SCRAWL: An Artist Statement
Graffiti is as old as human civilization itself. From the ancient caves of Lascaux to the laboriously etched inscriptions inside the pyramids of Egypt, from the defiant scrawls of Roman citizens on city walls to the towering murals of Latin America, the impulse to leave a mark has remained an indelible part of human culture. It is an act of rebellion, communication, and storytelling—sometimes personal, sometimes political, but always deeply human.

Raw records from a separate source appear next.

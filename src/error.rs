//! Error types for the StrataCrypt library.

use std::fmt;

/// Errors produced by the StrataCrypt library.
#[derive(Debug, Clone, PartialEq, Eq)]
pub enum StrataCryptError {
    /// Key is shorter than the 8 bytes required to derive a seed.
    KeyTooShort,
    /// Ciphertext text is not valid hexadecimal.
    InvalidHex,
    /// Byte length is not a multiple of the derived block size.
    InvalidBlockLength,
    /// Decrypted bytes do not form a valid UTF-8 string.
    InvalidUtf8,
}

impl fmt::Display for StrataCryptError {
    fn fmt(&self, f: &mut fmt::Formatter<'_>) -> fmt::Result {
        match self {
            StrataCryptError::KeyTooShort => {
                write!(f, "Key must be at least 8 bytes long")
            }
            StrataCryptError::InvalidHex => {
                write!(f, "Ciphertext is not valid hexadecimal text")
            }
            StrataCryptError::InvalidBlockLength => {
                write!(
                    f,
                    "Data length is not a multiple of the cipher block size"
                )
            }
            StrataCryptError::InvalidUtf8 => {
                write!(f, "Decrypted bytes are not valid UTF-8")
            }
        }
    }
}

impl std::error::Error for StrataCryptError {}
/// Builds a Fisher–Yates-shuffled permutation of all 256 byte values.
fn shuffled_byte_table(seed: u64) -> [u8; 256] {
    let mut engine = MersenneTwister64::with_seed(seed);
    let mut table = [0u8; 256];
    for (i, slot) in table.iter_mut().enumerate() {
        *slot = i as u8;
    }
    for i in (1..256).rev() {
        let j = engine.next_bounded(i as u64 + 1) as usize;
        table.swap(i, j);
    }
    table
}

/// Builds a Fisher–Yates-shuffled permutation of `0..len`.
fn shuffled_indices(len: usize, seed: u64) -> Vec<usize> {
    let mut engine = MersenneTwister64::with_seed(seed);
    let mut table: Vec<usize> = (0..len).collect();
    for i in (1..len).rev() {
        let j = engine.next_bounded(i as u64 + 1) as usize;
        table.swap(i, j);
    }
    table
}

/// Maps every byte of the buffer through the table.
fn substitute(buf: &mut [u8], table: &[u8; 256]) {
    for byte in buf.iter_mut() {
        *byte = table[*byte as usize];
    }
}

/// Reorders the bytes of each block: `out[base+j] = in[base+table[j]]`.
fn permute(buf: &mut [u8], table: &[usize]) {
    let block_size = table.len();
    assert!(
        buf.len().is_multiple_of(block_size),
        "buffer not block-aligned"
    );
    // Block sizes never exceed 8 bytes, so a stack scratch suffices.
    let mut scratch = [0u8; 8];
    for base in (0..buf.len()).step_by(block_size) {
        scratch[..block_size].copy_from_slice(&buf[base..base + block_size]);
        for (j, &source) in table.iter().enumerate() {
            buf[base + j] = scratch[source];
        }
    }
}

/// Rotates each block, read as a big-endian integer of `8 × block_size`
/// bits, by `step` bits in the given direction.
fn rotate(buf: &mut [u8], block_size: usize, step: u32, left: bool) {
    assert!(
        buf.len().is_multiple_of(block_size),
        "buffer not block-aligned"
    );
    let width = 8 * block_size as u32;
    for base in (0..buf.len()).step_by(block_size) {
        let value = read_block(buf, base, block_size);
        let rotated = if left {
            bits::rotate_left(value, step, width)
        } else {
            bits::rotate_right(value, step, width)
        };
        write_block(buf, base, rotated, block_size);
    }
}
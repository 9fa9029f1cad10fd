//! Hex text codec for ciphertext transport.
//!
//! The driver hands callers lowercase hex rather than raw bytes, so
//! ciphertext survives any text-entry surface. Pure and independent of
//! the cipher: `from_hex(to_hex(x)) == x` for arbitrary input.

use crate::error::StrataCryptError;

/// Encodes bytes as a lowercase hex string, two digits per byte.
pub(crate) fn to_hex(data: &[u8]) -> String {
    let mut out = String::with_capacity(data.len() * 2);
    for byte in data {
        out.push_str(&format!("{:02x}", byte));
    }
    out
}

/// Decodes a hex string to bytes. Accepts upper- and lowercase digits.
///
/// # Errors
/// Returns [`StrataCryptError::InvalidHex`] if the input has odd length
/// or contains a non-hexadecimal character.
pub(crate) fn from_hex(encoded: &str) -> Result<Vec<u8>, StrataCryptError> {
    if !encoded.len().is_multiple_of(2) {
        return Err(StrataCryptError::InvalidHex);
    }
    if !encoded.is_ascii() {
        return Err(StrataCryptError::InvalidHex);
    }
    (0..encoded.len())
        .step_by(2)
        .map(|i| {
            u8::from_str_radix(&encoded[i..i + 2], 16)
                .map_err(|_| StrataCryptError::InvalidHex)
        })
        .collect()
}
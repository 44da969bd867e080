// SPDX-License-Identifier: MIT OR Apache-2.0

//! Difference detector: classify a fresh scan against the reconstructed
//! prior state, with content-hash-based move detection.

use indicatif::{ProgressBar, ProgressStyle};
use std::collections::{BTreeMap, HashMap};
use std::path::Path;

use crate::catalog::state::BackupState;
use crate::hashing;

/// A fresh mtime older than the recorded one by more than this is a change.
/// Coarse-resolution filesystems can report an older mtime for an untouched
/// file after a copy or a timezone shift.
pub const TOLERANCE_OLDER_SECS: i64 = 2;

/// A fresh mtime newer than the recorded one by more than this is a change.
pub const TOLERANCE_NEWER_SECS: i64 = 1;

/// Classified changes of one backup run.
#[derive(Debug, Clone, Default)]
pub struct ChangeSet {
    /// Newly appearing paths with their content digest.
    pub added: BTreeMap<String, [u8; 32]>,
    /// Paths present before and after whose mtime moved beyond tolerance.
    pub updated: Vec<String>,
    /// Paths that disappeared.
    pub deleted: Vec<String>,
    /// `(source, destination)` pairs whose bytes are identical.
    pub moved: Vec<(String, String)>,
}

impl ChangeSet {
    pub fn is_empty(&self) -> bool {
        self.added.is_empty()
            && self.updated.is_empty()
            && self.deleted.is_empty()
            && self.moved.is_empty()
    }
}

fn mtime_changed(prior: i64, fresh: i64) -> bool {
    prior - fresh > TOLERANCE_OLDER_SECS || fresh - prior > TOLERANCE_NEWER_SECS
}

/// Compare the prior state against a fresh scan.
///
/// Every added path is hashed (relative to `source_root`); a path whose
/// hash cannot be computed is dropped from the add set. A deleted path
/// whose recorded digest matches an added path's digest is reclassified as
/// a move; ties resolve to the first match in lexicographic order.
pub fn compute(
    state: &BackupState,
    fresh: &BTreeMap<String, i64>,
    source_root: &Path,
) -> ChangeSet {
    let mut changes = ChangeSet::default();

    let mut add_candidates = Vec::new();
    for (path, mtime) in fresh {
        match state.files.get(path) {
            None => add_candidates.push(path.clone()),
            Some(record) => {
                if mtime_changed(record.mtime, *mtime) {
                    changes.updated.push(path.clone());
                }
            }
        }
    }

    changes.added = hash_added(&add_candidates, source_root);

    for path in state.files.keys() {
        if !fresh.contains_key(path) {
            changes.deleted.push(path.clone());
        }
    }

    detect_moves(state, &mut changes);
    changes
}

fn hash_added(candidates: &[String], source_root: &Path) -> BTreeMap<String, [u8; 32]> {
    let bar = ProgressBar::new(candidates.len() as u64);
    bar.set_style(
        ProgressStyle::with_template("hashing {pos}/{len} added files")
            .unwrap_or_else(|_| ProgressStyle::default_bar()),
    );

    let mut added = BTreeMap::new();
    for path in candidates {
        match hashing::hash_file(&source_root.join(path)) {
            Ok(sha) => {
                added.insert(path.clone(), sha);
            }
            Err(e) => {
                tracing::debug!("dropping unreadable added file {path}: {e:#}");
            }
        }
        bar.inc(1);
    }
    bar.finish_and_clear();
    added
}

/// Pair deletions with additions that carry the same digest.
fn detect_moves(state: &BackupState, changes: &mut ChangeSet) {
    let mut by_sha: HashMap<[u8; 32], Vec<String>> = HashMap::new();
    for (path, sha) in &changes.added {
        by_sha.entry(*sha).or_default().push(path.clone());
    }

    let mut surviving_deletes = Vec::new();
    for src in changes.deleted.drain(..) {
        let sha = state.files[&src].sha;
        let dst = by_sha.get_mut(&sha).and_then(|dsts| {
            if dsts.is_empty() {
                None
            } else {
                Some(dsts.remove(0))
            }
        });
        match dst {
            Some(dst) => {
                tracing::debug!("moved file {src} -> {dst}");
                changes.added.remove(&dst);
                changes.moved.push((src, dst));
            }
            None => surviving_deletes.push(src),
        }
    }
    changes.deleted = surviving_deletes;
}
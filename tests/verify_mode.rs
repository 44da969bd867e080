// SPDX-License-Identifier: MIT OR Apache-2.0

//! `verify` mode: drift classification against the latest recorded state.

use assert_cmd::Command;
use predicates::str::contains;
use serde_json::Value;
use std::fs;
use std::path::{Path, PathBuf};
use tempfile::TempDir;

fn write_file(path: &Path, content: &[u8]) {
    if let Some(parent) = path.parent() {
        fs::create_dir_all(parent).expect("create parent");
    }
    fs::write(path, content).expect("write file");
}

fn setup() -> (TempDir, PathBuf, PathBuf) {
    let dir = TempDir::new().expect("tempdir");
    let root = dir.path().join("root");
    let src = dir.path().join("src");
    fs::create_dir_all(&root).expect("mkdir root");
    fs::create_dir_all(src.join("docs")).expect("mkdir src");
    write_file(
        &root.join("backup_config.txt"),
        format!(
            "# test profile\n{}/\njpg,jpeg,mp3,mp4\ndocs/\n",
            src.display()
        )
        .as_bytes(),
    );
    (dir, root, src)
}

fn incbak(mode: &str, root: &Path) -> Command {
    let mut cmd = Command::new(assert_cmd::cargo::cargo_bin!("incbak"));
    cmd.arg(mode).arg(root);
    cmd
}

fn verify_json(root: &Path) -> Value {
    let assert = incbak("verify", root)
        .args(["--format", "json"])
        .assert()
        .success();
    let stdout = String::from_utf8(assert.get_output().stdout.clone()).expect("utf8 stdout");
    serde_json::from_str(&stdout).expect("verify json")
}

#[test]
fn clean_tree_verifies_clean() {
    let (_dir, root, src) = setup();
    write_file(&src.join("docs/a.txt"), b"hello\n");
    write_file(&src.join("docs/img.jpg"), &[3u8; 256]);
    incbak("empty", &root).assert().success();

    incbak("verify", &root)
        .assert()
        .success()
        .stdout(contains("all 2 files verified"));
}

#[test]
fn file_created_after_the_backup_is_untracked() {
    let (_dir, root, src) = setup();
    write_file(&src.join("docs/a.txt"), b"hello\n");
    incbak("empty", &root).assert().success();

    // ctime must land in a later second than the generation directory
    std::thread::sleep(std::time::Duration::from_secs(2));
    write_file(&src.join("docs/new.txt"), b"added later\n");

    let report = verify_json(&root);
    assert_eq!(report["untracked"], serde_json::json!(["docs/new.txt"]));
    assert_eq!(report["unknown"], serde_json::json!([]));
    assert_eq!(report["missing"], serde_json::json!([]));
}

#[test]
fn tampered_and_removed_files_are_classified() {
    let (_dir, root, src) = setup();
    write_file(&src.join("docs/a.txt"), b"hello\n");
    write_file(&src.join("docs/b.txt"), b"stable\n");
    incbak("empty", &root).assert().success();

    write_file(&src.join("docs/a.txt"), b"tampered\n");
    fs::remove_file(src.join("docs/b.txt")).expect("remove");

    let report = verify_json(&root);
    assert_eq!(report["mismatched"], serde_json::json!(["docs/a.txt"]));
    assert_eq!(report["missing"], serde_json::json!(["docs/b.txt"]));
    assert_eq!(report["checked"], 2);
}

#[test]
fn verify_without_generations_fails() {
    let (_dir, root, _src) = setup();
    incbak("verify", &root).assert().failure();
}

SCRAWL is an exploration of this universal human instinct, a global installation and archive that transforms the most overlooked and transient of canvases—the public bathroom stall—into a space for raw, unfiltered human expression. By installing identical aluminum bathroom stalls in public spaces across different cities worldwide, this project invites people to leave their marks, their thoughts, their frustrations, their humor, their protest, their poetry. Over time, these installations will capture the unique linguistic, cultural, and social expressions of each region, forming a living document of human experience that reflects the contrasts and commonalities across societies.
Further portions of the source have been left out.